══ Material provided

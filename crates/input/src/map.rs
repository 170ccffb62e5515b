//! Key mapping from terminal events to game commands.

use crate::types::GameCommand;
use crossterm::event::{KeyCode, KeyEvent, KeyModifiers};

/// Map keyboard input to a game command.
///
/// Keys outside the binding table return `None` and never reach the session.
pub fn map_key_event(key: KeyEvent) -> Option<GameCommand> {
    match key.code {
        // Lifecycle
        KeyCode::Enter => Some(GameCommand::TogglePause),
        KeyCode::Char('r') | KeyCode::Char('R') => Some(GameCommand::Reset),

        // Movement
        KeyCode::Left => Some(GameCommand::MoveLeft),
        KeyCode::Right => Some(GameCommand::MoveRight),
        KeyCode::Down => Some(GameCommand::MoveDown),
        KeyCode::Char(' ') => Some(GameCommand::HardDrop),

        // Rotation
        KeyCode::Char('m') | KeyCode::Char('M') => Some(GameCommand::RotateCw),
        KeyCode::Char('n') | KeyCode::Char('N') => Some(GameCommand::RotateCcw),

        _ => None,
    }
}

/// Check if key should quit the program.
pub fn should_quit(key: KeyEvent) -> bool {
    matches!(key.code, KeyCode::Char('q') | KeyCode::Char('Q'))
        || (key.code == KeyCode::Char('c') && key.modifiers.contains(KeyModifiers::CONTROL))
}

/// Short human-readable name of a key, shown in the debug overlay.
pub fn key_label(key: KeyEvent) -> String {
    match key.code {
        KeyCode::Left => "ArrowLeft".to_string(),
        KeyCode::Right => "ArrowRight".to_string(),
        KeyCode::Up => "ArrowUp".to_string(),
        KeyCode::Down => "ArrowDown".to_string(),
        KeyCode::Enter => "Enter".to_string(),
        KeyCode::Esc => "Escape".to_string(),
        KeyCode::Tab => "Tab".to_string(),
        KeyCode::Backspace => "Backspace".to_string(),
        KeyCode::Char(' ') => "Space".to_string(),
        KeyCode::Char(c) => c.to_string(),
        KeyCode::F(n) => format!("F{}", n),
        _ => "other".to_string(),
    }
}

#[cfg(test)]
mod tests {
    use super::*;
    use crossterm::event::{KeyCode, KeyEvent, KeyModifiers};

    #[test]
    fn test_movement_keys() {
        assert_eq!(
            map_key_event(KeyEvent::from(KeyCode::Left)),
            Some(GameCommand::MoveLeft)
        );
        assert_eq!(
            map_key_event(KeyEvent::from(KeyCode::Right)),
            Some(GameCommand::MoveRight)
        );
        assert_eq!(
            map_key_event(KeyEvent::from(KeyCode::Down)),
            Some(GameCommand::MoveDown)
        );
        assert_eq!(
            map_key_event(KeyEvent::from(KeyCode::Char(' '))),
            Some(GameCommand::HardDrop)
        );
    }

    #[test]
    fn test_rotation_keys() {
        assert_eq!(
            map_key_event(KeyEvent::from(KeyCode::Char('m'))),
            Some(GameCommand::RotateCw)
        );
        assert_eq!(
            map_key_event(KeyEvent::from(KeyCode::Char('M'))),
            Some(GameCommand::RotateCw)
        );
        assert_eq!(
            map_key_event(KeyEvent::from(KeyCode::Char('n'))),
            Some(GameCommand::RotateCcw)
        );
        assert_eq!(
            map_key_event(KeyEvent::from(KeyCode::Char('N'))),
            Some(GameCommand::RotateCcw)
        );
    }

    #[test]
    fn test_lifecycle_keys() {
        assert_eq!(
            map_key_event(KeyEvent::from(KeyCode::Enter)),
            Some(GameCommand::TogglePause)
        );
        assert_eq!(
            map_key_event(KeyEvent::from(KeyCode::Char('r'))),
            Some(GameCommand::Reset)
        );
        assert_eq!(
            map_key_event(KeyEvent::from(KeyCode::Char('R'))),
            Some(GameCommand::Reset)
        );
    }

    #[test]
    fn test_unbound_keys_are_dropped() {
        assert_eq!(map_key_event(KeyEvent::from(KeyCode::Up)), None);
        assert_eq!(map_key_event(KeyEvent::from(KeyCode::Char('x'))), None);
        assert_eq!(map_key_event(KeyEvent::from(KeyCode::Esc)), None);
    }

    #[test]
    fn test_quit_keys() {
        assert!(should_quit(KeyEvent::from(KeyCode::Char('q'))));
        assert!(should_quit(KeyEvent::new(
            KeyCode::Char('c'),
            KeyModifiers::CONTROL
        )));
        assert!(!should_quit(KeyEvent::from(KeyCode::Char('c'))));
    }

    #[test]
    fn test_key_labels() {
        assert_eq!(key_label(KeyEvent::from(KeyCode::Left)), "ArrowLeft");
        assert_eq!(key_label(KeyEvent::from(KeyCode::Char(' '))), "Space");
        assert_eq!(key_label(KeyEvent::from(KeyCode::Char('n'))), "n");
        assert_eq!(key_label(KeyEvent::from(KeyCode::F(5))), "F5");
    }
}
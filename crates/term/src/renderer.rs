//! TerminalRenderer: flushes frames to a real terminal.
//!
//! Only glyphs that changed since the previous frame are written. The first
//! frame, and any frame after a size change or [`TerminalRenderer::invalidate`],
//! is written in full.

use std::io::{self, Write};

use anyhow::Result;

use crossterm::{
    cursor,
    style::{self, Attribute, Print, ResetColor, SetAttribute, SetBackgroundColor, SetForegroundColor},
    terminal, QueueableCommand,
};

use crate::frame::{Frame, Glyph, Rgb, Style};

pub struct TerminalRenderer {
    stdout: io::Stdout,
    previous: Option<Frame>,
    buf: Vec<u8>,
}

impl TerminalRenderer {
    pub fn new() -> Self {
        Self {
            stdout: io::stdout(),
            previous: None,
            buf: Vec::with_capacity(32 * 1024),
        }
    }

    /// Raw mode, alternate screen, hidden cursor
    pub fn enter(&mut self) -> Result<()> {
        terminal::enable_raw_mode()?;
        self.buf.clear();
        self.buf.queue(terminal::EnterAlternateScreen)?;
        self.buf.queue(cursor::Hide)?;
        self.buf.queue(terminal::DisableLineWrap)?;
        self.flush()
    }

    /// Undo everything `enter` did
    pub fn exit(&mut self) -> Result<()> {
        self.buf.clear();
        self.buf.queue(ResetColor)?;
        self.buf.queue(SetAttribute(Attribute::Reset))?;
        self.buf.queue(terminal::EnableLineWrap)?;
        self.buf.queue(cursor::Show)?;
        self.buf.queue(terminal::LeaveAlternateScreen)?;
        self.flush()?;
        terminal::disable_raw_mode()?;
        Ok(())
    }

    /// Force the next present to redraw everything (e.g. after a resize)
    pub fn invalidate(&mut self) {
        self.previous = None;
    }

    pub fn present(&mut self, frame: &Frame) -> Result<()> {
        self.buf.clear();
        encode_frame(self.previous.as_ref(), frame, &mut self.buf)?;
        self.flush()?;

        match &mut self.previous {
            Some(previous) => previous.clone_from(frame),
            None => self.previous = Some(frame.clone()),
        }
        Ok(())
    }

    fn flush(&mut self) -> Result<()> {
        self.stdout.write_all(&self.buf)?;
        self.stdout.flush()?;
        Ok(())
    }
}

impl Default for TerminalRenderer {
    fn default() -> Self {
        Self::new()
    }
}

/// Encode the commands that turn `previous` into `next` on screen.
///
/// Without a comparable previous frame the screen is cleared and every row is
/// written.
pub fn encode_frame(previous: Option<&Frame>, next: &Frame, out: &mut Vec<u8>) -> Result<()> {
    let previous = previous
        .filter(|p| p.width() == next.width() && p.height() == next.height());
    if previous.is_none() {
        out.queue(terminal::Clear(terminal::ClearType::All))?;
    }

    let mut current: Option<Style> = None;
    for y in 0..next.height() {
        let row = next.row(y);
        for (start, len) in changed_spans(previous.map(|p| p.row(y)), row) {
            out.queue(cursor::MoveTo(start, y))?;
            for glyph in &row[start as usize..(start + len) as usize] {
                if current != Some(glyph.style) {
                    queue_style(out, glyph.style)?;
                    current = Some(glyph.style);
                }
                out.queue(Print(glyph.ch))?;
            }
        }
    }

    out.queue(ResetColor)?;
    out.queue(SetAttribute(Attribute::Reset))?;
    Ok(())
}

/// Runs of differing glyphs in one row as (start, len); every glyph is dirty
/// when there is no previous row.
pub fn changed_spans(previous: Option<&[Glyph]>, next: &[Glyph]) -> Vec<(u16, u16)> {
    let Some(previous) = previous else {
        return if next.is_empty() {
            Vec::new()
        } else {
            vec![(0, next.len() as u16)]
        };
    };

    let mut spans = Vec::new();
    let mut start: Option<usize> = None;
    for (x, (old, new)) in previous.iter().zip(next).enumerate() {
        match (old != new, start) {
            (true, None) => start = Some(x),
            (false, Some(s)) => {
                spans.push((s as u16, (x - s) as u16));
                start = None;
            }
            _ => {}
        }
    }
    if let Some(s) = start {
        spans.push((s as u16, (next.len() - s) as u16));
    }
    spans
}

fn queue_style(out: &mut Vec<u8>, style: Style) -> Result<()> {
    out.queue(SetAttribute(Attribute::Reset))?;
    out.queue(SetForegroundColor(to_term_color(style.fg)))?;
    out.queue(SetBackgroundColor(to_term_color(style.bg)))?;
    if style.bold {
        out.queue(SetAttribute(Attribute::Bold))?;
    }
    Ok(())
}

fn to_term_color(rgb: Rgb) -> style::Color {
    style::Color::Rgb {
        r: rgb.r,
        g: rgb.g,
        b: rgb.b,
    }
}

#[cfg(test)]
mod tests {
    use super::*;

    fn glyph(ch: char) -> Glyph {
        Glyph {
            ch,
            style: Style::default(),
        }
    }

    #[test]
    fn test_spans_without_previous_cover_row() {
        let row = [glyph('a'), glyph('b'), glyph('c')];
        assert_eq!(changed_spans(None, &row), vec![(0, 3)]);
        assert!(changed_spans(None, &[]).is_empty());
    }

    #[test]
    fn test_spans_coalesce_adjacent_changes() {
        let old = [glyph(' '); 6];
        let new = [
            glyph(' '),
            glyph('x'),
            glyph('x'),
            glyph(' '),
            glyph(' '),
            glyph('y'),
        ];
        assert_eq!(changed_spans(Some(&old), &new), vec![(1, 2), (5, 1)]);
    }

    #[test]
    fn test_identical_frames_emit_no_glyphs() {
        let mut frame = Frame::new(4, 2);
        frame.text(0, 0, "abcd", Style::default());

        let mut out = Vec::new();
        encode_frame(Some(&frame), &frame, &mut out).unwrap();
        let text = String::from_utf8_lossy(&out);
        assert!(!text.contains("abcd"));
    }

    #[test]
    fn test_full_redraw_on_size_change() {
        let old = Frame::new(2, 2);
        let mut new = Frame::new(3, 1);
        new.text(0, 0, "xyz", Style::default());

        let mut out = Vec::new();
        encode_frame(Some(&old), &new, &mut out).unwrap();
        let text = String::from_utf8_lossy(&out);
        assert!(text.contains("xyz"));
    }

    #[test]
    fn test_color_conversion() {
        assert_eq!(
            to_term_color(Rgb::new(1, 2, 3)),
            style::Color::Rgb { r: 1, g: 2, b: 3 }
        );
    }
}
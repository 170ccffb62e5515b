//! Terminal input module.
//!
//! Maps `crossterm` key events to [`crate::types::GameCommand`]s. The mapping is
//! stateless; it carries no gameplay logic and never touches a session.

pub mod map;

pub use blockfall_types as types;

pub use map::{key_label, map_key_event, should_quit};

════

## Problem to solve
Show all lines from the data above in which the word "types" appears.

## Solved exercise
use crate::types::GameCommand;
//! Maps `crossterm` key events to [`crate::types::GameCommand`]s. The mapping is
pub use blockfall_types as types;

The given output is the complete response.